Maradona revela desejo de ser técnico do Napoli

Depois de mais de oito anos, Diego Maradona está de volta à Itália. Nesta quinta-feira, o craque reuniu uma multidão de jornalistas para o "Maradona Day", promovido pelo jornal Gazzetta dello Sport, que recebeu o argentino para uma visita à sua redação em Milão. O rebuliço é porque esta é a primeira vez que o ex-jogador fala com a imprensa italiana depois de quase uma década.

AE, Agência Estado

17 de outubro de 2013 | 13h09

O craque havia deixado de frequentar a Itália depois que foi condenado a pagar 40 milhões de euros, cerca de R$ 100 milhões, somente em impostos que ele não recolheu na sua passagem pelo Napoli, entre 1984 e 1991. Maradona só voltou ao país numa estadia de um dia em fevereiro - o suficiente para ser recepcionado como herói em Nápoles.
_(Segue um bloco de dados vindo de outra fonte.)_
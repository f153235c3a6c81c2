//! Current image serving
//!
//! Streams the bytes of the image at the session's current position. The
//! file handle lives only for the read; a failed read reports an asset
//! error and leaves session state untouched, so the operator can navigate
//! away from a broken file.

use axum::extract::State;
use axum::http::StatusCode;
use axum::response::{IntoResponse, Response};
use tracing::error;

use crate::api::ApiError;
use crate::AppState;

/// GET /api/image/current
pub async fn current_image(State(state): State<AppState>) -> Result<Response, ApiError> {
    // Resolve the path under the lock, read after releasing it.
    let (path, name) = {
        let slot = state.session.lock().await;
        let session = slot.as_ref().ok_or(ApiError::NoSession)?;
        let name = session
            .current_image()
            .ok_or_else(|| ApiError::NotFound("all images are already rated".to_string()))?;
        let path = session
            .catalog()
            .path_of(name)
            .ok_or_else(|| ApiError::NotFound(format!("{} is not in the catalog", name)))?;
        (path, name.to_string())
    };

    let bytes = tokio::fs::read(&path).await.map_err(|err| {
        error!("failed to read image {}: {}", path.display(), err);
        ApiError::Internal(format!("error loading image {}: {}", name, err))
    })?;

    Ok((
        StatusCode::OK,
        [("content-type", content_type(&name))],
        bytes,
    )
        .into_response())
}

/// Content type from the catalog's allowed extensions
fn content_type(name: &str) -> &'static str {
    if name.to_ascii_lowercase().ends_with(".png") {
        "image/png"
    } else {
        "image/jpeg"
    }
}

#[cfg(test)]
mod tests {
    use super::*;

    #[test]
    fn test_content_type_by_extension() {
        assert_eq!(content_type("a.png"), "image/png");
        assert_eq!(content_type("A.PNG"), "image/png");
        assert_eq!(content_type("a.jpg"), "image/jpeg");
        assert_eq!(content_type("a.jpeg"), "image/jpeg");
    }
}
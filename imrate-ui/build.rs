//! Build script for imrate-ui
//!
//! Captures build identification at compile time: git commit hash (short
//! form), build timestamp, and build profile. The values are logged at
//! startup and exposed by the build_info endpoint.

use std::process::Command;

fn main() {
    // Git commit hash (short form, 8 characters)
    let git_hash = Command::new("git")
        .args(["rev-parse", "--short=8", "HEAD"])
        .output()
        .ok()
        .and_then(|output| {
            if output.status.success() {
                String::from_utf8(output.stdout).ok()
            } else {
                None
            }
        })
        .map(|s| s.trim().to_string())
        .unwrap_or_else(|| "unknown".to_string());

    // Build timestamp in ISO 8601 format with local timezone
    let build_timestamp = chrono::Local::now().to_rfc3339_opts(chrono::SecondsFormat::Secs, false);

    let profile = std::env::var("PROFILE").unwrap_or_else(|_| "unknown".to_string());

    println!("cargo:rustc-env=GIT_HASH={}", git_hash);
    println!("cargo:rustc-env=BUILD_TIMESTAMP={}", build_timestamp);
    println!("cargo:rustc-env=BUILD_PROFILE={}", profile);

    // No rerun-if-changed directives: Cargo reruns this script every build,
    // keeping the timestamp and git hash current.
}
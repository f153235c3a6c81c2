//! Session begin and status handlers
//!
//! The rater name gates everything: until a begin request succeeds, the
//! other session operations answer 409 and the page shows the name-entry
//! flow.

use axum::extract::State;
use axum::Json;
use serde::{Deserialize, Serialize};
use tracing::warn;

use imrate_common::catalog::ImageCatalog;
use imrate_common::session::Session;

use crate::api::ApiError;
use crate::AppState;

/// POST /api/session request body
#[derive(Debug, Deserialize)]
pub struct BeginSessionRequest {
    pub rater_name: String,
}

/// Session state as shown to the survey page
#[derive(Debug, Serialize)]
pub struct SessionView {
    pub active: bool,
    #[serde(skip_serializing_if = "Option::is_none")]
    pub session_id: Option<String>,
    #[serde(skip_serializing_if = "Option::is_none")]
    pub rater: Option<String>,
    /// 0-based position; equals `total` once the session is complete
    pub position: usize,
    pub total: usize,
    #[serde(skip_serializing_if = "Option::is_none")]
    pub current_image: Option<String>,
    /// Fraction of the catalog already passed, for the progress bar
    pub progress: f64,
    /// Number of records in the rating log
    pub records: usize,
    pub completed: bool,
}

impl SessionView {
    /// View for the no-session state
    pub fn inactive() -> SessionView {
        SessionView {
            active: false,
            session_id: None,
            rater: None,
            position: 0,
            total: 0,
            current_image: None,
            progress: 0.0,
            records: 0,
            completed: false,
        }
    }

    /// Snapshot of an active session
    pub fn of(session: &Session) -> SessionView {
        SessionView {
            active: true,
            session_id: Some(session.session_id().to_string()),
            rater: Some(session.rater().to_string()),
            position: session.position(),
            total: session.catalog().len(),
            current_image: session.current_image().map(str::to_string),
            progress: session.progress(),
            records: session.log().len(),
            completed: session.is_complete(),
        }
    }
}

/// POST /api/session
///
/// Scans the image directory and starts the session for the named rater.
/// Exactly one session per process: a second begin while one is active is
/// rejected rather than re-initializing.
pub async fn begin_session(
    State(state): State<AppState>,
    Json(request): Json<BeginSessionRequest>,
) -> Result<Json<SessionView>, ApiError> {
    let mut slot = state.session.lock().await;
    if slot.is_some() {
        return Err(ApiError::SessionActive);
    }

    let catalog = ImageCatalog::scan(&state.images_dir).map_err(|err| {
        warn!("catalog scan failed: {}", err);
        ApiError::from(err)
    })?;

    let session = Session::begin(&request.rater_name, catalog)?;
    let view = SessionView::of(&session);
    *slot = Some(session);

    Ok(Json(view))
}

/// GET /api/session
///
/// Current session state; the inactive view when no session has begun.
pub async fn get_session(State(state): State<AppState>) -> Json<SessionView> {
    let slot = state.session.lock().await;
    Json(match slot.as_ref() {
        Some(session) => SessionView::of(session),
        None => SessionView::inactive(),
    })
}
Agora a passagem pela Itália vai incluir a ida ao Estádio Olímpico de Roma para assistir ao clássico Roma x Napoli, nesta sexta, valendo a liderança do Campeonato Italiano. Antes disso, Maradona falou sobre diversos assuntos. Como sempre, foi polêmico.

"Quando (Rafa) Benítez sair eu quero treinar o Napoli", disse ele, antes de explicar por que está desempregado. "Existem vagas em todos os lugares, da Espanha à Itália, da Inglaterra à Rússia, mas algumas pessoas têm medo de mim. É por isso que não estou treinando."

Sobre Messi, Maradona afirmou que o atual melhor jogador do mundo não o decepcionou na Copa do Mundo de 2010, quando o ex-atleta era o técnico da Argentina. "Ele fez um Mundial extraordinário. Quando fomos eliminados, eu o vi chorar como ninguém. Espero que tenha sua vingança no Brasil, mas vai ser difícil jogar contra Brasil e Espanha", apontou. Para ele, o compatriota é melhor que Cristiano Ronaldo: "O português bate na bola como o argentino, mas Messi pode passar no meio de cinco jogadores. Ronaldo, não".

O jeito polêmico de Mario Balotelli, que em muito lembra Maradona, também foi elogiado pelo craque. "Todos agem como bem querem, como veem a vida. Balotelli deve ser deixado em paz. Ele sabe o que é melhor para ele. O técnico tem que julgá-lo pelo que faz em campo. Gosto do seu jeito. Quando estava no Manchester City, me enviou uma foto com o ex da minha filha (Higuain) e me fez rir", contou.

Lógico que não faltou polêmica sobre Pelé: "Eu venci pelo votos das pessoas (o prêmio de jogador do século, em votação no site da Fifa). Pelé ficou em segundo, assim como no Brasil, onde o Ayrton Senna ganhou como melhor atleta de todos os tempos. Mas como eu ganhei, os amigos do Pelé tiveram que dar para ele outros prêmios, que não valem p... nenhuma".